**Exercise details:** Each record that follows is to be reproduced verbatim.

══ Provided entries

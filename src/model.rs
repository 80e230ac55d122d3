//! Data models shared by the streaming client, the REST collaborator and the
//! transcript.

use chrono::{DateTime, Utc};
use serde::{Deserialize, Serialize};
use serde_json::{Map, Value};

/// An agent as listed by the backend.
///
/// The streaming client treats it opaquely and sends it back whole.
#[derive(Debug, Clone, Serialize, Deserialize, PartialEq)]
#[serde(rename_all = "camelCase")]
pub struct Agent {
    pub id: String,
    pub name: String,
    #[serde(default)]
    pub description: String,
    #[serde(default)]
    pub category: String,
    #[serde(default)]
    pub capabilities: Vec<String>,
    #[serde(default)]
    pub is_online: bool,
    #[serde(rename = "type", default)]
    pub agent_type: String,
}

impl Agent {
    /// Minimal agent with only an id and a display name.
    pub fn new(id: impl Into<String>, name: impl Into<String>) -> Self {
        Self {
            id: id.into(),
            name: name.into(),
            description: String::new(),
            category: String::new(),
            capabilities: Vec::new(),
            is_online: true,
            agent_type: String::new(),
        }
    }
}

/// A stored conversation. Only the id is interpreted.
#[derive(Debug, Clone, Serialize, Deserialize, PartialEq)]
pub struct Conversation {
    pub id: String,
    #[serde(flatten)]
    pub extra: Map<String, Value>,
}

/// Role of the message sender.
#[derive(Debug, Clone, Copy, Serialize, Deserialize, PartialEq, Eq)]
#[serde(rename_all = "lowercase")]
pub enum Role {
    User,
    Assistant,
    System,
}

/// A single message in a conversation.
#[derive(Debug, Clone, Serialize, Deserialize)]
pub struct Message {
    pub id: String,
    pub role: Role,
    pub content: String,
    pub timestamp: DateTime<Utc>,
    #[serde(skip_serializing_if = "Option::is_none")]
    pub agent: Option<Agent>,
}

impl Message {
    pub fn new(role: Role, content: impl Into<String>, agent: Option<Agent>) -> Self {
        Self {
            id: uuid::Uuid::new_v4().to_string(),
            role,
            content: content.into(),
            timestamp: Utc::now(),
            agent,
        }
    }

    /// Id of the agent attached to this message, if any.
    pub fn agent_id(&self) -> Option<&str> {
        self.agent.as_ref().map(|a| a.id.as_str())
    }
}

/// Body of `POST /api/chat/stream`.
#[derive(Debug, Clone, Serialize)]
#[serde(rename_all = "camelCase")]
pub struct StreamRequest {
    pub message: String,
    pub agent: Agent,
    #[serde(skip_serializing_if = "Option::is_none")]
    pub conversation_id: Option<String>,
}

// --- Streamed payload ---
//
// Only the fields the client reads are modeled; unknown fields are ignored.

#[derive(Debug, Clone, Deserialize)]
pub(crate) struct CompletionChunk {
    #[serde(default)]
    pub choices: Vec<ChunkChoice>,
}

#[derive(Debug, Clone, Deserialize)]
pub(crate) struct ChunkChoice {
    #[serde(default)]
    pub delta: Option<ChunkDelta>,
}

#[derive(Debug, Clone, Deserialize)]
pub(crate) struct ChunkDelta {
    #[serde(default)]
    pub content: Option<String>,
}

#[cfg(test)]
mod tests {
    use super::*;
    use serde_json::json;

    #[test]
    fn test_stream_request_wire_shape() {
        let request = StreamRequest {
            message: "hi".to_string(),
            agent: Agent::new("a1", "Archie"),
            conversation_id: Some("c9".to_string()),
        };
        let value = serde_json::to_value(&request).unwrap();
        assert_eq!(value["message"], "hi");
        assert_eq!(value["conversationId"], "c9");
        assert_eq!(value["agent"]["id"], "a1");
        assert_eq!(value["agent"]["isOnline"], true);

        let request = StreamRequest {
            conversation_id: None,
            ..request
        };
        let value = serde_json::to_value(&request).unwrap();
        assert!(value.get("conversationId").is_none());
    }

    #[test]
    fn test_agent_from_backend_json() {
        let agent: Agent = serde_json::from_value(json!({
            "id": "doc",
            "name": "Doc Writer",
            "capabilities": ["markdown"],
            "isOnline": false,
            "type": "writer"
        }))
        .unwrap();
        assert_eq!(agent.agent_type, "writer");
        assert!(!agent.is_online);
        assert!(agent.description.is_empty());
    }

    #[test]
    fn test_conversation_keeps_unknown_fields() {
        let conversation: Conversation =
            serde_json::from_value(json!({"id": "c1", "title": "Planning"})).unwrap();
        assert_eq!(conversation.id, "c1");
        assert_eq!(conversation.extra["title"], "Planning");
    }
}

════

**Written reply:**
filename src/model.rs
repository 80e230ac55d122d3
//! Data models shared by the streaming client, the REST collaborator and the
//! transcript.

use chrono::{DateTime, Utc};
use serde::{Deserialize, Serialize};
use serde_json::{Map, Value};

/// An agent as listed by the backend.
///
/// The streaming client treats it opaquely and sends it back whole.
#[derive(Debug, Clone, Serialize, Deserialize, PartialEq)]
#[serde(rename_all = "camelCase")]
pub struct Agent {
    pub id: String,
    pub name: String,
    #[serde(default)]
    pub description: String,
    #[serde(default)]
    pub category: String,
    #[serde(default)]
    pub capabilities: Vec<String>,
    #[serde(default)]
    pub is_online: bool,
    #[serde(rename = "type", default)]
    pub agent_type: String,
}

impl Agent {
    /// Minimal agent with only an id and a display name.
    pub fn new(id: impl Into<String>, name: impl Into<String>) -> Self {
        Self {
            id: id.into(),
            name: name.into(),
            description: String::new(),
            category: String::new(),
            capabilities: Vec::new(),
            is_online: true,
            agent_type: String::new(),
        }
    }
}

/// A stored conversation. Only the id is interpreted.
#[derive(Debug, Clone, Serialize, Deserialize, PartialEq)]
pub struct Conversation {
    pub id: String,
    #[serde(flatten)]
    pub extra: Map<String, Value>,
}

/// Role of the message sender.
#[derive(Debug, Clone, Copy, Serialize, Deserialize, PartialEq, Eq)]
#[serde(rename_all = "lowercase")]
pub enum Role {
    User,
    Assistant,
    System,
}

/// A single message in a conversation.
#[derive(Debug, Clone, Serialize, Deserialize)]
pub struct Message {
    pub id: String,
    pub role: Role,
    pub content: String,
    pub timestamp: DateTime<Utc>,
    #[serde(skip_serializing_if = "Option::is_none")]
    pub agent: Option<Agent>,
}

impl Message {
    pub fn new(role: Role, content: impl Into<String>, agent: Option<Agent>) -> Self {
        Self {
            id: uuid::Uuid::new_v4().to_string(),
            role,
            content: content.into(),
            timestamp: Utc::now(),
            agent,
        }
    }

    /// Id of the agent attached to this message, if any.
    pub fn agent_id(&self) -> Option<&str> {
        self.agent.as_ref().map(|a| a.id.as_str())
    }
}

/// Body of `POST /api/chat/stream`.
#[derive(Debug, Clone, Serialize)]
#[serde(rename_all = "camelCase")]
pub struct StreamRequest {
    pub message: String,
    pub agent: Agent,
    #[serde(skip_serializing_if = "Option::is_none")]
    pub conversation_id: Option<String>,
}

// --- Streamed payload ---
//
// Only the fields the client reads are modeled; unknown fields are ignored.

#[derive(Debug, Clone, Deserialize)]
pub(crate) struct CompletionChunk {
    #[serde(default)]
    pub choices: Vec<ChunkChoice>,
}

#[derive(Debug, Clone, Deserialize)]
pub(crate) struct ChunkChoice {
    #[serde(default)]
    pub delta: Option<ChunkDelta>,
}

#[derive(Debug, Clone, Deserialize)]
pub(crate) struct ChunkDelta {
    #[serde(default)]
    pub content: Option<String>,
}

#[cfg(test)]
mod tests {
    use super::*;
    use serde_json::json;

    #[test]
    fn test_stream_request_wire_shape() {
        let request = StreamRequest {
            message: "hi".to_string(),
            agent: Agent::new("a1", "Archie"),
            conversation_id: Some("c9".to_string()),
        };
        let value = serde_json::to_value(&request).unwrap();
        assert_eq!(value["message"], "hi");
        assert_eq!(value["conversationId"], "c9");
        assert_eq!(value["agent"]["id"], "a1");
        assert_eq!(value["agent"]["isOnline"], true);

        let request = StreamRequest {
            conversation_id: None,
            ..request
        };
        let value = serde_json::to_value(&request).unwrap();
        assert!(value.get("conversationId").is_none());
    }

    #[test]
    fn test_agent_from_backend_json() {
        let agent: Agent = serde_json::from_value(json!({
            "id": "doc",
            "name": "Doc Writer",
            "capabilities": ["markdown"],
            "isOnline": false,
            "type": "writer"
        }))
        .unwrap();
        assert_eq!(agent.agent_type, "writer");
        assert!(!agent.is_online);
        assert!(agent.description.is_empty());
    }

    #[test]
    fn test_conversation_keeps_unknown_fields() {
        let conversation: Conversation =
            serde_json::from_value(json!({"id": "c1", "title": "Planning"})).unwrap();
        assert_eq!(conversation.id, "c1");
        assert_eq!(conversation.extra["title"], "Planning");
    }
}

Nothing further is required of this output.